What’s turning yellow: Some arborvitaes, willow, Apache plume, iris, Saint John’s wort, golden spur columbine; many cottonwoods and globe willows bare.

What’s blooming inside: Aptenia, bougainvillea, rochea with leaves bleaching out and leaving red edges.

Animal sightings: Rabbit at the front steps last Sunday.

Weather: Cold most mornings with dry air leaving flecks of frost on the car as it continues to steal moisture from the last rain, 11/10. High winds Thursday denuded the cottonwoods and other exposed trees, leaving them ready to handle the weight of winter ice and snow. Apples, cherries, locust, and other shorter or less-exposed trees still have some leaves. 9:08 hours of daylight today.

Weekly update: Raising horses and planting corn seem to be two ways men here try to maintain ties with their rural past.

Among the Santa Clara, the men were responsible for planting k’un and women took custody of the ears during the communal shuckings. By the time Barbara Freire-Marrenco talked to women in 1912, the young were turning to wheat for tortillas because they no longer were willing to do the arduous grinding that overdeveloped some hand muscles and could lead to degenerated elbow joints.

Whatever traditions existed among Spanish-speaking communities changed when the cash economy infiltrated at the end of the nineteenth century and adult men spent most of the year in Colorado, Wyoming or Utah working the smelters, mines and potato fields. Planting was left to women and children.

By the 1930's, Santa Cruz grew more wheat than corn, as did Chimayó and the Spanish speakers clustered around San Ildefonso, with hard-up flour mills in Santa Cruz and Española. The wheats brought into the great plains from Europe like the Red Durham preferred around San Ildefonso could handle our harsh growing season better than corn which even the Santa Clara could only grow in small isolated patches where water could be diverted or stored and that preserved the genetic identity of desired blue and white varieties.

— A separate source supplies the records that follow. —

// SPDX-FileCopyrightText: 2026 Strongbox Contributors
// SPDX-License-Identifier: MIT OR Apache-2.0

//! Session-scoped CRUD over a user's service credentials.
//!
//! Every call takes the authenticated [`Session`]; the owner id and the key
//! both come from it, so one user's session can never address another
//! user's rows. Passwords are sealed with the session key before they reach
//! storage and are only opened by [`SecretStore::reveal`].

use chrono::{DateTime, Utc};
use secrecy::{ExposeSecret, SecretString};
use strongbox_core::{
    EntryId, EntrySummary, EntryUpdate, NewEntry, Session, StrongboxError,
};
use strongbox_storage::Database;
use strongbox_storage::models::{EntryChanges, EntryRecord};
use strongbox_storage::queries::entries;
use tracing::{debug, warn};

use crate::crypto;
use crate::migration::{self, MigrationReport};

/// A decrypted entry returned by [`SecretStore::reveal`].
#[derive(Debug)]
pub struct RevealedSecret {
    pub id: EntryId,
    pub service: String,
    pub account_login: String,
    pub account_password: SecretString,
    pub expire_date: Option<DateTime<Utc>>,
    /// The stored password was legacy plaintext, not an envelope.
    pub legacy: bool,
}

fn required(field: &str, value: String) -> Result<String, StrongboxError> {
    let trimmed = value.trim();
    if trimmed.is_empty() {
        return Err(StrongboxError::InvalidInput(format!("{field} must not be empty")));
    }
    Ok(trimmed.to_string())
}

fn seal_password(session: &Session, password: &SecretString) -> Result<Vec<u8>, StrongboxError> {
    Ok(crypto::encrypt(password.expose_secret().as_bytes(), session.key.as_bytes())?.into_bytes())
}

/// Encrypted secret entries for authenticated sessions.
#[derive(Clone)]
pub struct SecretStore {
    db: Database,
}

impl SecretStore {
    pub fn new(db: Database) -> Self {
        Self { db }
    }

    /// Store a new entry, sealing its password under the session key.
    pub async fn add(&self, session: &Session, entry: NewEntry) -> Result<EntryId, StrongboxError> {
        let record = EntryRecord {
            service: required("service", entry.service)?,
            account_login: required("account login", entry.account_login)?,
            account_password: seal_password(session, &entry.account_password)?,
            expire_date: entry.expire_date,
        };
        let id = entries::insert_entry(&self.db, session.user_id, record).await?;
        debug!(user_id = %session.user_id, entry_id = %id, "entry added");
        Ok(id)
    }

    /// The session user's entries, newest first. Passwords stay sealed.
    pub async fn list(&self, session: &Session) -> Result<Vec<EntrySummary>, StrongboxError> {
        entries::list_entries(&self.db, session.user_id).await
    }

    /// Apply a partial update. Returns `false` when the session user has no
    /// such entry.
    pub async fn update(
        &self,
        session: &Session,
        id: EntryId,
        update: EntryUpdate,
    ) -> Result<bool, StrongboxError> {
        let changes = EntryChanges {
            service: update.service.map(|s| required("service", s)).transpose()?,
            account_login: update
                .account_login
                .map(|s| required("account login", s))
                .transpose()?,
            account_password: update
                .account_password
                .as_ref()
                .map(|p| seal_password(session, p))
                .transpose()?,
            expire_date: update.expire_date,
        };
        let found = entries::update_entry(&self.db, session.user_id, id, changes).await?;
        debug!(user_id = %session.user_id, entry_id = %id, found, "entry update");
        Ok(found)
    }

    /// Delete an entry. Returns `false` when the session user has no such entry.
    pub async fn delete(&self, session: &Session, id: EntryId) -> Result<bool, StrongboxError> {
        let found = entries::delete_entry(&self.db, session.user_id, id).await?;
        debug!(user_id = %session.user_id, entry_id = %id, found, "entry delete");
        Ok(found)
    }

    /// Decrypt one entry on demand.
    ///
    /// Legacy plaintext rows are returned with `legacy = true`; a sealed
    /// password that fails to verify is [`StrongboxError::AuthenticationFailed`].
    pub async fn reveal(
        &self,
        session: &Session,
        id: EntryId,
    ) -> Result<Option<RevealedSecret>, StrongboxError> {
        let Some(entry) = entries::get_entry(&self.db, session.user_id, id).await? else {
            return Ok(None);
        };
        let opened = crypto::open_legacy_aware(&entry.account_password, session.key.as_bytes())?;
        let legacy = opened.is_legacy();
        if legacy {
            warn!(user_id = %session.user_id, entry_id = %id, "entry holds legacy plaintext");
        }
        let password = String::from_utf8(opened.into_bytes()).map_err(|_| {
            StrongboxError::Internal(format!("entry {id} password is not valid UTF-8"))
        })?;
        Ok(Some(RevealedSecret {
            id: entry.id,
            service: entry.service,
            account_login: entry.account_login,
            account_password: SecretString::from(password),
            expire_date: entry.expire_date,
            legacy,
        }))
    }

    /// Re-encrypt every legacy plaintext password the session user owns.
    pub async fn migrate_legacy_entries(
        &self,
        session: &Session,
    ) -> Result<MigrationReport, StrongboxError> {
        migration::migrate_legacy_entries(&self.db, session).await
    }
}

/// Mask a secret for display, keeping at most four characters at each end.
///
/// Values shorter than 10 characters are fully masked.
pub fn mask_secret(value: &str) -> String {
    let chars: Vec<char> = value.chars().collect();
    if chars.len() < 10 {
        return "****".to_string();
    }
    let prefix: String = chars[..4].iter().collect();
    let suffix: String = chars[chars.len() - 4..].iter().collect();
    format!("{prefix}...{suffix}")
}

Field sizes had already shrunken through divisions, especially after expansion into Colorado and east of the Sangre de Cristo was stymied by the western movement from the settled parts of the United States. Still people clung to those diminished lots as a refuge for survival, especially after outside employment disappeared in the early depression. Even after the opening of the national laboratory and conversion of the land in my immediate area to hay for horses, people retain their desire to own a piece of arable land.

Now those hay lands are being divided. Down the road, a small square hay field irrigated by pipes survives, perhaps financed by the single-wide perched on a narrow lot just beyond the fence. Periodically, a pair of horses was brought in this summer to graze the small area, and once in a while I saw the father from the trailer watching his toddler splash in the flooded field. He planted a row of corn along the fence, that grew taller at one end than the other as water seeped beyond the irrigation dike.

Closer to where I live, a cement-lined ditch bisects a large field with hay surrounding a new house where horses are often let out to graze. On the triangle between the ditch and the road, another family improved their double-wide and planted a patch of sweet corn, too large to feed the family when it all ripened, and too small for commercial sales. After the stalks had dried, he cleared them into shocks and later added a harvest figure, the only ones I’ve seen in this part of the country.

Between the two nostalgic corn patches some men converted a pipe-irrigated hay field into a market garden with corn along the edges and other vegetables between. I often saw the two out collecting produce for the local farmers’ market circuit when I passed on my way to work at 7:30. Their field was typical of the truck gardens that still existed into the depression that depended on tourists and places like Santa Fe.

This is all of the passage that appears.